Center for Medical Humanities & Ethics’ new Web site helps ease end of life
A bioethicist at The UT Health Science Center San Antonio began having end-of-life discussions not in a classroom or hospital but around the dinner table when he was a boy.
Craig M. Klugman, Ph.D., an assistant director at the Center for Medical Humanities & Ethics, is the son of an estate attorney and a nurse. Dinnertime conversations in his childhood home regularly touched on end-of-life issues.
Then, at age 16, he witnessed his grandmother dying in a nursing home. The woman was tied down with restraints because she kept trying to pull out her feeding tube, and Dr. Klugman’s father demanded that it be removed. Staff at the nursing home refused. “And my father said, ‘You’re going to remove it, or I’m going to stand over her and yank it out myself,'” Dr. Klugman recalled. “This made a big impression on a 16-year-old.”

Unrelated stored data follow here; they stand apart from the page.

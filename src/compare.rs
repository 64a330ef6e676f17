// Compare pipeline: load both snapshots, extract, diff

use crate::config::Config;
use crate::error::{AppError, AppResult};
use crate::routes::diff::{ComparisonResult, diff};
use crate::routes::extract::extract;
use crate::routes::parser::{RawDocument, load_document};
use std::path::PathBuf;
use tokio::task;

/// Load and compare the two snapshots named in `config`.
///
/// Both documents must decode; if either fails nothing is compared, since
/// diffing one table against nothing would report every route as changed.
pub async fn compare(config: &Config) -> AppResult<ComparisonResult> {
    let (pre_doc, post_doc) = tokio::try_join!(
        load(config.pre.clone()),
        load(config.post.clone())
    )?;

    let pre = extract(&pre_doc, &config.filter, config.entries);
    let post = extract(&post_doc, &config.filter, config.entries);
    tracing::info!(
        "Extracted {} pre and {} post entries (vrf: {}, entries: {:?})",
        pre.len(),
        post.len(),
        config.filter,
        config.entries
    );

    let result = diff(&pre, &post);
    if result.is_empty() {
        tracing::info!("No differences between pre and post");
        return Ok(result);
    }
    tracing::info!(
        "{} entries only in pre, {} only in post",
        result.only_in_pre.len(),
        result.only_in_post.len()
    );
    Ok(result)
}

async fn load(path: PathBuf) -> AppResult<RawDocument> {
    tracing::debug!("Loading {}", path.display());
    task::spawn_blocking(move || load_document(&path))
        .await
        .map_err(|e| AppError::Task(e.to_string()))?
}
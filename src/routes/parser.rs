// Decoder for JunOS `show route | display xml` output

use crate::error::{AppError, AppResult};
use quick_xml::Reader;
use quick_xml::events::Event;
use serde::Deserialize;
use std::path::Path;

const ROOT_ELEMENT: &[u8] = b"rpc-reply";

/// A decoded `<rpc-reply>` document. Only the fields the extractor reads are
/// kept; every other element or attribute is skipped by the deserializer.
#[derive(Debug, Clone, Deserialize)]
pub struct RawDocument {
    #[serde(rename = "route-information")]
    pub route_information: RouteInformation,
}

#[derive(Debug, Clone, Default, Deserialize)]
pub struct RouteInformation {
    #[serde(rename = "route-table", default)]
    pub tables: Vec<RouteTable>,
}

#[derive(Debug, Clone, Deserialize)]
pub struct RouteTable {
    #[serde(rename = "table-name")]
    pub table_name: String,

    #[serde(rename = "rt", default)]
    pub destinations: Vec<Rt>,
}

#[derive(Debug, Clone, Deserialize)]
pub struct Rt {
    #[serde(rename = "rt-destination")]
    pub destination: String,

    #[serde(rename = "rt-entry", default)]
    pub entries: Vec<RtEntry>,
}

#[derive(Debug, Clone, Default, Deserialize)]
pub struct RtEntry {
    /// `*` on the entry the router is using for forwarding
    #[serde(rename = "active-tag", default)]
    pub active_tag: String,

    #[serde(rename = "nh", default)]
    pub next_hops: Vec<Nh>,
}

impl RtEntry {
    pub fn is_active(&self) -> bool {
        self.active_tag.trim() == "*"
    }
}

#[derive(Debug, Clone, Default, Deserialize)]
pub struct Nh {
    #[serde(default)]
    pub to: String,

    #[serde(default)]
    pub via: String,

    #[serde(rename = "nh-local-interface", default)]
    pub local_interface: String,
}

/// Decode one snapshot. `input` names the snapshot in error messages.
pub fn parse_document(input: &str, xml: &str) -> AppResult<RawDocument> {
    check_root(input, xml)?;
    quick_xml::de::from_str(xml).map_err(|e| AppError::malformed(input, e))
}

/// Read and decode a snapshot file.
pub fn load_document(path: &Path) -> AppResult<RawDocument> {
    let xml = std::fs::read_to_string(path).map_err(|e| AppError::io(path, e))?;
    parse_document(&path.display().to_string(), &xml)
}

/// The serde deserializer accepts any root element name, so confirm it is
/// an `<rpc-reply>` (with or without a namespace prefix) before decoding.
fn check_root(input: &str, xml: &str) -> AppResult<()> {
    let mut reader = Reader::from_str(xml);
    reader.config_mut().trim_text(true);

    loop {
        match reader.read_event() {
            Ok(Event::Start(e)) | Ok(Event::Empty(e)) => {
                let name = e.local_name();
                if name.as_ref() == ROOT_ELEMENT {
                    return Ok(());
                }
                return Err(AppError::malformed(
                    input,
                    format!(
                        "expected <rpc-reply> root element, found <{}>",
                        String::from_utf8_lossy(name.as_ref())
                    ),
                ));
            }
            Ok(Event::Eof) => {
                return Err(AppError::malformed(input, "document has no root element"));
            }
            Ok(_) => {}
            Err(e) => return Err(AppError::malformed(input, e)),
        }
    }
}
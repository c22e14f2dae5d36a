use crate::cluster_state::ClusterState;
use crate::comm::channel::{ChannelCommunicator, WorkerGroup};
use crate::comm::solo::SoloCommunicator;
use crate::comm::Communicator;
use crate::dendrogram::Dendrogram;
use crate::matrix_builder::DistanceMatrixBuilder;
use crate::merge::MergeCoordinator;
use crate::reducer::PartitionedMinReducer;
use crate::validation::DataValidator;
use crate::{distance, DistanceTable, Sequence, UpgmaError, UpgmaParams};
use log::{debug, info};
use num_traits::Float;

/// Where the pairwise distances come from: a table read from a file, or sequences compared
/// with the Jukes-Cantor correction.
#[derive(Debug, Clone, Copy, PartialEq)]
pub enum MatrixSource<'a, T> {
    Table(&'a DistanceTable<T>),
    Sequences(&'a [Sequence]),
}

impl<'a, T: Float> MatrixSource<'a, T> {
    /// Taxon names, in input order. Leaf `i` of the tree is the `i`th name.
    pub fn names(&self) -> Vec<&'a str> {
        match *self {
            MatrixSource::Table(table) => table.names.iter().map(String::as_str).collect(),
            MatrixSource::Sequences(sequences) => {
                sequences.iter().map(|seq| seq.name.as_str()).collect()
            }
        }
    }

    pub fn len(&self) -> usize {
        match *self {
            MatrixSource::Table(table) => table.len(),
            MatrixSource::Sequences(sequences) => sequences.len(),
        }
    }

    pub fn is_empty(&self) -> bool {
        self.len() == 0
    }

    /// The distance between taxa `i` and `j`, or `None` where it is undefined.
    pub fn pair_distance(&self, i: usize, j: usize) -> Option<T> {
        match *self {
            MatrixSource::Table(table) => table.rows.get(i).and_then(|row| row.get(j).copied())?,
            MatrixSource::Sequences(sequences) => {
                distance::jukes_cantor(&sequences[i].symbols, &sequences[j].symbols)
            }
        }
    }
}

impl<'a, T> From<&'a DistanceTable<T>> for MatrixSource<'a, T> {
    fn from(table: &'a DistanceTable<T>) -> Self {
        MatrixSource::Table(table)
    }
}

impl<'a, T> From<&'a [Sequence]> for MatrixSource<'a, T> {
    fn from(sequences: &'a [Sequence]) -> Self {
        MatrixSource::Sequences(sequences)
    }
}

impl<'a, T> From<&'a Vec<Sequence>> for MatrixSource<'a, T> {
    fn from(sequences: &'a Vec<Sequence>) -> Self {
        MatrixSource::Sequences(sequences.as_slice())
    }
}

/// The UPGMA clustering algorithm in Rust. Generic over floating point numeric types.
///
/// A run can be sequential, or spread over a fixed group of workers that share no memory. Every
/// worker holds a replica of the clustering state, and a distributed run reproduces the merges of
/// the sequential run exactly.
#[derive(Debug, Clone, PartialEq)]
pub struct Upgma<'a, T> {
    source: MatrixSource<'a, T>,
    hp: UpgmaParams,
}

impl<'a, T: Float + Send + Sync> Upgma<'a, T> {
    /// Creates an instance of the UPGMA model using a custom parameter configuration.
    ///
    /// # Parameters
    /// * `source` - the taxa to cluster: a `&DistanceTable` or a slice of equal length
    ///              `Sequence`s.
    /// * `params` - the parameter configuration.
    ///
    /// # Returns
    /// * The UPGMA model instance.
    ///
    /// # Examples
    /// ```
    ///use upgma::{DistanceTable, PartitionPolicy, Upgma, UpgmaParams};
    ///
    ///let table = DistanceTable::from_matrix(
    ///    &["A", "B", "C"],
    ///    &[vec![0.0, 2.0, 4.0], vec![2.0, 0.0, 4.0], vec![4.0, 4.0, 0.0]],
    ///);
    ///let params = UpgmaParams::builder()
    ///    .n_workers(2)
    ///    .partition(PartitionPolicy::RemainderLast)
    ///    .build();
    ///let model = Upgma::new(&table, params);
    /// ```
    pub fn new(source: impl Into<MatrixSource<'a, T>>, params: UpgmaParams) -> Self {
        Upgma {
            source: source.into(),
            hp: params,
        }
    }

    /// Creates an instance of the UPGMA model using the default parameters.
    pub fn default_params(source: impl Into<MatrixSource<'a, T>>) -> Self {
        Upgma::new(source, UpgmaParams::default())
    }

    pub fn params(&self) -> &UpgmaParams {
        &self.hp
    }

    /// Clusters the taxa on a single worker. This is the reference every distributed run must
    /// reproduce.
    ///
    /// # Returns
    /// * A result that, if successful, contains the dendrogram. An error is returned if the input
    ///   is empty, has duplicate names, or (for tables) is not square, symmetric, finite and
    ///   non-negative, or (for sequences) has sequences of different lengths.
    ///
    /// # Examples
    /// ```
    ///use upgma::{DistanceTable, Upgma};
    ///
    ///let table = DistanceTable::from_matrix(
    ///    &["A", "B", "C"],
    ///    &[vec![0.0, 2.0, 4.0], vec![2.0, 0.0, 4.0], vec![4.0, 4.0, 0.0]],
    ///);
    ///let tree = Upgma::default_params(&table).cluster().unwrap();
    ///assert_eq!("(C:2,(A:1,B:1):1);", tree.to_newick(6));
    /// ```
    pub fn cluster(&self) -> Result<Dendrogram<T>, UpgmaError> {
        self.cluster_with(&SoloCommunicator)
    }

    /// Clusters the taxa on `params.n_workers()` workers, each running on its own thread with its
    /// own replica of the clustering state.
    ///
    /// # Returns
    /// * A result that, if successful, contains the root worker's dendrogram. Besides the input
    ///   errors of `Upgma::cluster`, an error is returned if any worker fails, or if the workers'
    ///   replicas finish with different merge sequences.
    ///
    /// # Examples
    /// ```
    ///use upgma::{DistanceTable, Upgma, UpgmaParams};
    ///
    ///let table = DistanceTable::from_matrix(
    ///    &["A", "B", "C"],
    ///    &[vec![0.0, 2.0, 4.0], vec![2.0, 0.0, 4.0], vec![4.0, 4.0, 0.0]],
    ///);
    ///let params = UpgmaParams::builder().n_workers(3).build();
    ///let tree = Upgma::new(&table, params).cluster_distributed().unwrap();
    ///assert_eq!("(C:2,(A:1,B:1):1);", tree.to_newick(6));
    /// ```
    pub fn cluster_distributed(&self) -> Result<Dendrogram<T>, UpgmaError> {
        let group = WorkerGroup::new(self.hp.n_workers);
        let replicas = group.run(|comm: &ChannelCommunicator<T>| self.cluster_with(comm))?;
        Self::check_replicas(replicas)
    }

    /// Runs this worker's share of a clustering on any communicator. Every rank of the group must
    /// call this with the same model.
    ///
    /// # Returns
    /// * This rank's replica of the dendrogram.
    pub fn cluster_with<C>(&self, comm: &C) -> Result<Dendrogram<T>, UpgmaError>
    where
        C: Communicator<T>,
    {
        // Every rank validates the same input, so every rank fails here together
        DataValidator::new(&self.source).validate_input_data()?;
        self.run(comm).map_err(|err| {
            if !err.is_secondary() {
                comm.abort(&err.to_string());
            }
            err
        })
    }

    fn run<C: Communicator<T>>(&self, comm: &C) -> Result<Dendrogram<T>, UpgmaError> {
        let n_taxa = self.source.len();
        if comm.is_root() {
            info!("Clustering {n_taxa} taxa on {} worker(s)", comm.size());
        }
        let matrix = DistanceMatrixBuilder::new(&self.source, &self.hp).build(comm)?;
        let mut state = ClusterState::new(&self.source.names(), matrix)?;

        let reducer = PartitionedMinReducer::new(comm, self.hp.partition);
        while state.n_active() > 1 {
            let best = reducer
                .reduce(&state)?
                .ok_or(UpgmaError::EmptyReduction(comm.rank()))?;
            let k = MergeCoordinator::apply(&mut state, &best);
            if comm.is_root() {
                debug!(
                    "Merged {} and {} at distance {} into {k}",
                    best.left,
                    best.right,
                    best.distance.to_f64().unwrap_or(f64::NAN)
                );
            }
        }

        let dendrogram = state.into_dendrogram()?;
        if comm.is_root() {
            info!("Finished {} merges", dendrogram.merges().len());
        }
        Ok(dendrogram)
    }

    fn check_replicas(replicas: Vec<Dendrogram<T>>) -> Result<Dendrogram<T>, UpgmaError> {
        let mut replicas = replicas.into_iter().enumerate();
        let (_, root) = replicas.next().ok_or(UpgmaError::EmptyDataset)?;
        for (rank, replica) in replicas {
            if replica.merges() != root.merges() {
                return Err(UpgmaError::ReplicaDivergence(rank));
            }
        }
        Ok(root)
    }
}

Inspired by these experiences, Dr. Klugman has created a Web site to ease the end of life for the dying and their families. The Web site – www.TexasLivingWill.org – not only has the forms needed to complete an advance directive but also walks Texans through the process.
“Our goal is to help people give a gift that enables families to know what loved ones would have wanted and to take away any guilt about making a wrong decision,” Dr. Klugman said.
TexasLivingWill.org is available in English and Spanish, and it includes a number of forms to help Texans in their health care planning. While the forms use the required legal language, the interactive Web site explains in plain language how to fill them out.